You can view the names of the available fuzzers with cargo fuzz list.
For specific details about how each fuzzer works, please read this document in its entirety.
IMPORTANT: You should run ./reinit-fuzzer.sh after adding more file-based testcases. This will
allow the testing of new features that you've added unit tests for.
Debugging a crash
Once you've found a crash, you'll need to debug it.
The easiest first step in this process is to minimise the input such that the crash is still
triggered with a smaller input.
cargo-fuzz supports this out of the box with:
cargo fuzz tmin -s none name_of_fuzzer artifacts/name_of_fuzzer/crash-...
From here, you will need to analyse the input and potentially the behaviour of the program. The debugging process from here is unfortunately less well-defined, so you will need to apply some expertise here. Happy hunting!
A brief introduction to fuzzers
Fuzzing, or fuzz testing, is the process of providing generated data to a program under test. The most common variety of fuzzers are mutational fuzzers; given a set of existing inputs (a "corpus"), it will attempt to slightly change (or "mutate") these inputs into new inputs that cover parts of the code that haven't yet been observed. Using this strategy, we can quite efficiently generate testcases which cover significant portions of the program, both with expected and unexpected data. This is really quite effective for finding bugs.
The fuzzers here use cargo-fuzz, a utility which allows
Rust to integrate with libFuzzer, the fuzzer library built
into LLVM.
Each source file present in fuzz_targets is a harness, which is, in effect, a unit
test which can handle different inputs.
When an input is provided to a harness, the harness processes this data and libFuzzer observes the
code coverage and any special values used in comparisons over the course of the run.
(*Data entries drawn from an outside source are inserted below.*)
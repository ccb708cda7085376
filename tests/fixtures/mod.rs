//! Test fixtures and utilities for poll-shell testing.
//!
//! Provides:
//! - `MockStream`: in-memory byte stream with a shared handle for the test
//! - `MockListener` / `MockClient`: scripted network transport
//! - `Mode`: enum parameter type using `#[derive(ParamValue)]`
//! - `test_registry()` / `builtin_registry()`: registries with commands and parameters

#![allow(dead_code)]

use poll_shell::{
    ByteStream, CommandMeta, Context, NetClient, NetListener, ParamValue, Parameter, Registry,
    StreamError,
};
use std::cell::{Cell, RefCell};
use std::collections::VecDeque;
use std::rc::Rc;

// ============================================================================
// MockStream - Test Byte Stream
// ============================================================================

#[derive(Debug, Default)]
struct StreamState {
    /// Input queue (simulates the operator typing)
    input: VecDeque<u8>,

    /// Output capture
    output: Vec<u8>,

    /// Make every write fail
    fail_writes: bool,
}

/// In-memory byte stream.
///
/// Clones share the same buffers, so a test keeps one handle while the shell
/// owns another.
#[derive(Debug, Clone, Default)]
pub struct MockStream {
    state: Rc<RefCell<StreamState>>,
}

impl MockStream {
    /// Create an empty stream.
    pub fn new() -> Self {
        Self::default()
    }

    /// Queue text as input.
    pub fn push_input(&self, text: &str) {
        self.push_bytes(text.as_bytes());
    }

    /// Queue raw bytes as input.
    pub fn push_bytes(&self, bytes: &[u8]) {
        self.state.borrow_mut().input.extend(bytes.iter().copied());
    }

    /// Captured output as text.
    pub fn output(&self) -> String {
        String::from_utf8_lossy(&self.state.borrow().output).into_owned()
    }

    /// Captured output as raw bytes.
    pub fn output_bytes(&self) -> Vec<u8> {
        self.state.borrow().output.clone()
    }

    /// Return and clear captured output.
    pub fn take_output(&self) -> String {
        let bytes = std::mem::take(&mut self.state.borrow_mut().output);
        String::from_utf8_lossy(&bytes).into_owned()
    }

    /// Clear captured output.
    pub fn clear_output(&self) {
        self.state.borrow_mut().output.clear();
    }

    /// Bytes still queued for reading.
    pub fn pending_input(&self) -> usize {
        self.state.borrow().input.len()
    }

    /// Make subsequent writes fail (or succeed again).
    pub fn set_fail_writes(&self, fail: bool) {
        self.state.borrow_mut().fail_writes = fail;
    }
}

impl ByteStream for MockStream {
    fn available(&mut self) -> usize {
        self.state.borrow().input.len()
    }

    fn read_byte(&mut self) -> Option<u8> {
        self.state.borrow_mut().input.pop_front()
    }

    fn write_bytes(&mut self, bytes: &[u8]) -> Result<(), StreamError> {
        let mut state = self.state.borrow_mut();
        if state.fail_writes {
            return Err(StreamError::WriteFailed);
        }
        state.output.extend_from_slice(bytes);
        Ok(())
    }
}

// ============================================================================
// MockListener / MockClient - Scripted Network Transport
// ============================================================================

#[derive(Debug)]
struct Link {
    connected: Cell<bool>,
    released: Cell<bool>,
}

/// Connection handed to the shell.
///
/// Dropping it marks the connection as released.
#[derive(Debug)]
pub struct MockClient {
    stream: MockStream,
    link: Rc<Link>,
}

impl ByteStream for MockClient {
    fn available(&mut self) -> usize {
        self.stream.available()
    }

    fn read_byte(&mut self) -> Option<u8> {
        self.stream.read_byte()
    }

    fn write_bytes(&mut self, bytes: &[u8]) -> Result<(), StreamError> {
        self.stream.write_bytes(bytes)
    }
}

impl NetClient for MockClient {
    fn connected(&mut self) -> bool {
        self.link.connected.get()
    }
}

impl Drop for MockClient {
    fn drop(&mut self) {
        self.link.released.set(true);
    }
}

/// Test-side view of a connection.
#[derive(Debug, Clone)]
pub struct RemotePeer {
    /// The connection's byte buffers
    pub stream: MockStream,
    link: Rc<Link>,
}

impl RemotePeer {
    /// Close the connection from the remote side.
    pub fn disconnect(&self) {
        self.link.connected.set(false);
    }

    /// Whether the shell has dropped the connection.
    pub fn is_released(&self) -> bool {
        self.link.released.get()
    }
}

/// Listener whose pending connections are queued by the test.
#[derive(Debug, Clone, Default)]
pub struct MockListener {
    pending: Rc<RefCell<VecDeque<MockClient>>>,
}

impl MockListener {
    /// Create a listener with no pending connections.
    pub fn new() -> Self {
        Self::default()
    }

    /// Queue an incoming connection and return the remote end.
    pub fn connect(&self) -> RemotePeer {
        let link = Rc::new(Link {
            connected: Cell::new(true),
            released: Cell::new(false),
        });
        let stream = MockStream::new();
        self.pending.borrow_mut().push_back(MockClient {
            stream: stream.clone(),
            link: Rc::clone(&link),
        });
        RemotePeer { stream, link }
    }
}

impl NetListener for MockListener {
    type Client = MockClient;

    fn accept(&mut self) -> Option<MockClient> {
        self.pending.borrow_mut().pop_front()
    }
}

// ============================================================================
// Test Commands and Parameters
// ============================================================================

/// Enum parameter type.
#[derive(Copy, Clone, Debug, PartialEq, ParamValue)]
pub enum Mode {
    Idle,
    Walk,
    Kick,
}

/// Print the argument count and every argument in brackets.
fn echo_args(ctx: &mut Context<'_>, args: &[&str]) {
    use std::fmt::Write;
    let _ = write!(ctx, "argc={}", args.len());
    for arg in args {
        let _ = write!(ctx, " [{}]", arg);
    }
    ctx.println("");
}

fn status(ctx: &mut Context<'_>, _args: &[&str]) {
    ctx.println("ok");
}

fn silent(_ctx: &mut Context<'_>, _args: &[&str]) {}

/// `echo` printing its arguments (not the echo-mode builtin).
pub const ECHO_ARGS: CommandMeta = CommandMeta {
    name: "echo",
    description: "Print arguments",
    handler: echo_args,
};

/// `status` printing `ok`.
pub const STATUS: CommandMeta = CommandMeta {
    name: "status",
    description: "Report status",
    handler: status,
};

/// `silent` printing nothing.
pub const SILENT: CommandMeta = CommandMeta {
    name: "silent",
    description: "Do nothing",
    handler: silent,
};

/// Registry capacity used by the fixtures.
pub const TEST_CAPACITY: usize = 16;

/// Parameters registered by the fixtures.
#[derive(Debug, Clone, Copy)]
pub struct Params {
    pub gain: &'static Parameter<i32>,
    pub offset: &'static Parameter<f32>,
    pub armed: &'static Parameter<bool>,
    pub mode: &'static Parameter<Mode>,
}

impl Params {
    fn leak() -> Self {
        Self {
            gain: Box::leak(Box::new(Parameter::new("gain", "Controller gain", 10))),
            offset: Box::leak(Box::new(Parameter::new("offset", "Sensor offset", 0.5))),
            armed: Box::leak(Box::new(Parameter::new("armed", "Arming switch", false))),
            mode: Box::leak(Box::new(Parameter::new("mode", "Motion mode", Mode::Idle))),
        }
    }

    fn register(&self, registry: &mut Registry<'static, TEST_CAPACITY>) {
        registry.register_parameter(self.gain).unwrap();
        registry.register_parameter(self.offset).unwrap();
        registry.register_parameter(self.armed).unwrap();
        registry.register_parameter(self.mode).unwrap();
    }
}

/// `echo` (argument printer), `status`, `silent` and the four parameters.
///
/// Leaked so the shell can borrow it for `'static`.
pub fn test_registry() -> (&'static Registry<'static, TEST_CAPACITY>, Params) {
    let params = Params::leak();
    let mut registry = Registry::new();
    registry.register_command(&ECHO_ARGS).unwrap();
    registry.register_command(&STATUS).unwrap();
    registry.register_command(&SILENT).unwrap();
    params.register(&mut registry);
    (Box::leak(Box::new(registry)), params)
}

/// Built-in `help`/`params`/`echo`, `status` and the four parameters.
pub fn builtin_registry() -> (&'static Registry<'static, TEST_CAPACITY>, Params) {
    let params = Params::leak();
    let mut registry = Registry::new();
    registry.register_builtins().unwrap();
    registry.register_command(&STATUS).unwrap();
    params.register(&mut registry);
    (Box::leak(Box::new(registry)), params)
}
Special values are preserved for future mutations and inputs which cover new regions of code are
added to the corpus.
Each fuzzer harness in detail
Each fuzzer harness in fuzz_targets targets a different aspect of Ruff and tests
them in different ways. While there is implementation-specific documentation in the source code
itself, each harness is briefly described below.
ruff_parse_simple
This fuzz harness does not perform any "smart" testing of Ruff; it merely checks that the parsing and unparsing of a particular input (what would normally be a source code file) does not crash. It also attempts to verify that the locations of tokens and errors identified do not fall in the middle of a UTF-8 code point, which may cause downstream panics. While this is unlikely to find any issues on its own, it executes very quickly and covers a large and diverse code region that may speed up the generation of inputs and therefore make a more valuable corpus quickly. It is particularly useful if you skip the dataset generation.
ruff_parse_idempotency
This fuzz harness checks that Ruff's parser is idempotent in order to check that it is not
incorrectly parsing or unparsing an input.
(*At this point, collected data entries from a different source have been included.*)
//! Byte-stream and network transport abstractions.
//!
//! The shell reads from and writes to whichever `ByteStream` is currently
//! active. A local console and a network-accepted client are interchangeable
//! behind this trait; the `NetListener`/`NetClient` pair describes the optional
//! network transport.
//!
//! All operations are non-blocking from the shell's point of view: `available()`
//! is checked before every `read_byte()`.

use crate::error::StreamError;

/// Line terminator written by `println`.
pub const NEWLINE: &str = "\r\n";

/// Platform-agnostic byte stream.
///
/// Implementations must buffer output internally. Writes MUST NOT block
/// indefinitely.
pub trait ByteStream {
    /// Number of bytes that can be read without blocking.
    fn available(&mut self) -> usize;

    /// Read one byte, or `None` if nothing is buffered.
    fn read_byte(&mut self) -> Option<u8>;

    /// Write raw bytes to the output side.
    fn write_bytes(&mut self, bytes: &[u8]) -> Result<(), StreamError>;

    /// Write text.
    ///
    /// Default implementation forwards to `write_bytes()`.
    fn print(&mut self, text: &str) -> Result<(), StreamError> {
        self.write_bytes(text.as_bytes())
    }

    /// Write text followed by `\r\n`.
    fn println(&mut self, text: &str) -> Result<(), StreamError> {
        self.print(text)?;
        self.print(NEWLINE)
    }
}

/// A connection accepted by a `NetListener`.
pub trait NetClient: ByteStream {
    /// Whether the peer is still connected.
    fn connected(&mut self) -> bool;
}

/// Listener accepting at most one new connection per call.
pub trait NetListener {
    /// Connection type handed out by `accept()`
    type Client: NetClient;

    /// Non-blocking accept. Returns `None` when no connection is pending.
    fn accept(&mut self) -> Option<Self::Client>;
}

/// Listener used when no network transport is configured.
///
/// Never yields a connection, so the console stays the only stream.
#[derive(Debug, Default, Copy, Clone, PartialEq, Eq)]
pub struct NoNetwork;

/// Client type of `NoNetwork`. Uninhabited.
#[derive(Debug)]
pub enum NoClient {}

impl ByteStream for NoClient {
    fn available(&mut self) -> usize {
        match *self {}
    }

    fn read_byte(&mut self) -> Option<u8> {
        match *self {}
    }

    fn write_bytes(&mut self, _bytes: &[u8]) -> Result<(), StreamError> {
        match *self {}
    }
}

impl NetClient for NoClient {
    fn connected(&mut self) -> bool {
        match *self {}
    }
}

impl NetListener for NoNetwork {
    type Client = NoClient;

    fn accept(&mut self) -> Option<NoClient> {
        None
    }
}
//! Line editing tests.
//!
//! Tests backspace, escape-sequence swallowing, line noise, line length
//! limits and line terminators as seen through the console.

#[allow(clippy::duplicate_mod)]
#[path = "helpers.rs"]
mod helpers;

const ERASE: &str = "\x08 \x08";

// ============================================================================
// Backspace
// ============================================================================

#[test]
fn test_backspace_erases_last_character() {
    let (mut shell, console, _params) = helpers::create_test_shell();

    helpers::type_input(&mut shell, &console, "statusx");
    helpers::press_backspace_n(&mut shell, &console, 1);
    assert_eq!(shell.line(), b"status");

    let output = console.take_output();
    assert_eq!(output, format!("statusx{}", ERASE));

    helpers::type_input(&mut shell, &console, "\r");
    helpers::assert_contains_all(&console.take_output(), &["ok\r\n"]);
}

#[test]
fn test_backspace_on_empty_line_is_silent() {
    let (mut shell, console, _params) = helpers::create_test_shell();

    helpers::press_backspace_n(&mut shell, &console, 3);
    assert!(console.take_output().is_empty());
    assert!(shell.line().is_empty());
}

#[test]
fn test_backspace_stops_at_line_start() {
    let (mut shell, console, _params) = helpers::create_test_shell();

    helpers::type_input(&mut shell, &console, "ab");
    helpers::press_backspace_n(&mut shell, &console, 5);

    let output = console.take_output();
    assert_eq!(output.matches(ERASE).count(), 2);
    assert!(shell.line().is_empty());
}

#[test]
fn test_erase_shown_with_echo_off() {
    let (mut shell, console, _params) = helpers::create_test_shell();
    shell.set_echo(false);

    helpers::type_input(&mut shell, &console, "ab");
    helpers::press_backspace_n(&mut shell, &console, 1);
    assert_eq!(console.take_output(), ERASE);
}

#[test]
fn test_retype_after_backspace() {
    let (mut shell, console, _params) = helpers::create_test_shell();

    helpers::type_input(&mut shell, &console, "gaix");
    helpers::press_backspace_n(&mut shell, &console, 2);
    helpers::type_input(&mut shell, &console, "in");
    assert_eq!(shell.line(), b"gain");
}

// ============================================================================
// Escape Sequences
// ============================================================================

#[test]
fn test_arrow_key_is_swallowed() {
    let (mut shell, console, _params) = helpers::create_test_shell();

    helpers::type_input(&mut shell, &console, "stat");
    helpers::type_bytes(&mut shell, &console, b"\x1b[A");
    helpers::type_input(&mut shell, &console, "us");
    assert_eq!(shell.line(), b"status");
    assert_eq!(console.take_output(), "status");
}

#[test]
fn test_escape_tail_is_not_interpreted() {
    let (mut shell, console, _params) = helpers::create_test_shell();

    // CR and DEL right after ESC are discarded, not acted upon
    helpers::type_input(&mut shell, &console, "ab");
    helpers::type_bytes(&mut shell, &console, &[0x1B, b'\r', 0x7F]);
    assert_eq!(shell.line(), b"ab");
    assert_eq!(console.take_output(), "ab");
}

#[test]
fn test_escape_split_across_polls() {
    let (mut shell, console, _params) = helpers::create_test_shell();

    helpers::type_bytes(&mut shell, &console, &[0x1B]);
    helpers::type_bytes(&mut shell, &console, b"[");
    helpers::type_bytes(&mut shell, &console, b"B");
    helpers::type_input(&mut shell, &console, "x");
    assert_eq!(shell.line(), b"x");
}

#[test]
fn test_escape_swallows_exactly_two_bytes() {
    let (mut shell, console, _params) = helpers::create_test_shell();

    helpers::type_bytes(&mut shell, &console, b"\x1b[3~");
    assert_eq!(shell.line(), b"~");
}

// ============================================================================
// Line Noise
// ============================================================================

#[test]
fn test_noise_bytes_ignored() {
    let (mut shell, console, _params) = helpers::create_test_shell();

    helpers::type_bytes(&mut shell, &console, &[0x00, b's', 0xFF, b't', 0x00]);
    assert_eq!(shell.line(), b"st");
    assert_eq!(console.take_output(), "st");
}

// ============================================================================
// Line Length
// ============================================================================

#[test]
fn test_overflow_is_truncated() {
    let (mut shell, console, _params) = helpers::create_test_shell();

    let long = "x".repeat(70);
    helpers::type_input(&mut shell, &console, &long);
    assert_eq!(shell.line().len(), 63);

    // Every byte is still echoed
    assert_eq!(console.take_output(), long);
}

#[test]
fn test_overflow_dispatches_truncated_line() {
    let (mut shell, console, _params) = helpers::create_test_shell();

    let output = helpers::run_line(&mut shell, &console, &"y".repeat(80));
    let expected = format!("Unknown command: {}\r\n", "y".repeat(63));
    helpers::assert_contains_all(&output, &[&expected]);
}

#[test]
fn test_backspace_after_overflow() {
    let (mut shell, console, _params) = helpers::create_test_shell();

    helpers::type_input(&mut shell, &console, &"z".repeat(70));
    helpers::press_backspace_n(&mut shell, &console, 1);
    assert_eq!(shell.line().len(), 62);
}

// ============================================================================
// Line Terminators
// ============================================================================

#[test]
fn test_lf_terminates() {
    let (mut shell, console, _params) = helpers::create_test_shell();

    helpers::type_input(&mut shell, &console, "status\n");
    assert_eq!(console.take_output(), "status\r\nok\r\n$ ");
}

#[test]
fn test_crlf_runs_once() {
    let (mut shell, console, _params) = helpers::create_test_shell();

    helpers::type_input(&mut shell, &console, "status\r\n");
    let output = console.take_output();
    assert_eq!(output, "status\r\nok\r\n$ ");
}

#[test]
fn test_crlf_split_across_polls() {
    let (mut shell, console, _params) = helpers::create_test_shell();

    helpers::type_input(&mut shell, &console, "status\r");
    console.clear_output();
    helpers::type_input(&mut shell, &console, "\n");
    assert!(console.take_output().is_empty());
}

#[test]
fn test_cr_cr_is_two_submissions() {
    let (mut shell, console, _params) = helpers::create_test_shell();

    // Second CR is a blank line, which replays the successful command
    helpers::type_input(&mut shell, &console, "status\r\r");
    let output = console.take_output();
    assert_eq!(output.matches("ok\r\n").count(), 2);
}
It can be built in two modes: default (where it is only checked that the parser does not enter an
unstable state) or full idempotency (the parser is checked to ensure that it will always produce
the same output after the first unparsing).
Full idempotency mode can be used by enabling the full-idempotency feature when running the
fuzzer, but this may be too strict of a restriction for initial testing.
ruff_fix_validity
This fuzz harness checks that fixes applied by Ruff do not introduce new errors using the existing
ruff_linter::test::test_snippet testing utility.
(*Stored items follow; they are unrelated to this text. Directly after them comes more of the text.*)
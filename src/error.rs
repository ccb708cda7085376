//! Error types for registration, dispatch and stream I/O.
//!
//! Every error is local: registration errors surface at start of day,
//! dispatch errors are turned into user-visible text by the shell, and
//! stream errors are handled by the stream selector or returned from `tick()`.

use core::fmt;

/// Byte-stream error.
#[derive(Debug, Copy, Clone, PartialEq, Eq)]
pub enum StreamError {
    /// Write could not be completed
    WriteFailed,

    /// Peer is gone (network client closed the connection)
    Disconnected,
}

impl fmt::Display for StreamError {
    fn fmt(&self, f: &mut fmt::Formatter<'_>) -> fmt::Result {
        match self {
            StreamError::WriteFailed => write!(f, "Write failed"),
            StreamError::Disconnected => write!(f, "Disconnected"),
        }
    }
}

/// Start-of-day registration error.
///
/// These indicate a build-time misconfiguration and should abort initialization.
#[derive(Debug, Copy, Clone, PartialEq, Eq)]
pub enum RegistryError {
    /// Registry already holds `capacity` descriptors
    Full {
        /// Fixed registry capacity
        capacity: usize,
    },

    /// Another descriptor is registered under the same name
    DuplicateName,

    /// Descriptor name is empty
    EmptyName,
}

impl fmt::Display for RegistryError {
    fn fmt(&self, f: &mut fmt::Formatter<'_>) -> fmt::Result {
        match self {
            RegistryError::Full { capacity } => {
                write!(f, "Registry full ({} commands)", capacity)
            }
            RegistryError::DuplicateName => write!(f, "Duplicate command name"),
            RegistryError::EmptyName => write!(f, "Empty command name"),
        }
    }
}

/// Failure to resolve or tokenize a submitted line.
///
/// Borrows the offending name from the line so it can be echoed back.
#[derive(Debug, Copy, Clone, PartialEq, Eq)]
pub enum DispatchError<'a> {
    /// Name not registered and not an assignment
    UnknownCommand(&'a str),

    /// Assignment whose left-hand side is not a registered parameter
    UnknownParameter(&'a str),

    /// More argument tokens than the configured maximum
    TooManyArguments {
        /// Configured maximum
        max: usize,
    },

    /// Line is not valid UTF-8
    InvalidInput,
}

impl fmt::Display for DispatchError<'_> {
    fn fmt(&self, f: &mut fmt::Formatter<'_>) -> fmt::Result {
        match self {
            DispatchError::UnknownCommand(name) => write!(f, "Unknown command: {}", name),
            DispatchError::UnknownParameter(name) => write!(f, "Unknown parameter: {}", name),
            DispatchError::TooManyArguments { max } => {
                write!(f, "Too many arguments (max {})", max)
            }
            DispatchError::InvalidInput => write!(f, "Invalid input"),
        }
    }
}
It currently is only configured to use default settings, but may be extended in future versions to
test non-default linter settings.
ruff_formatter_idempotency
This fuzz harness ensures that the formatter is idempotent which detects possible unsteady states of Ruff's formatter.
ruff_formatter_validity
This fuzz harness checks that Ruff's formatter does not introduce new linter errors/warnings by linting once, counting the number of each error type, then formatting, then linting again and ensuring that the number of each error type does not increase across formats. This has the beneficial side effect of discovering cases where the linter does not discover a lint error when it should have due to a formatting inconsistency.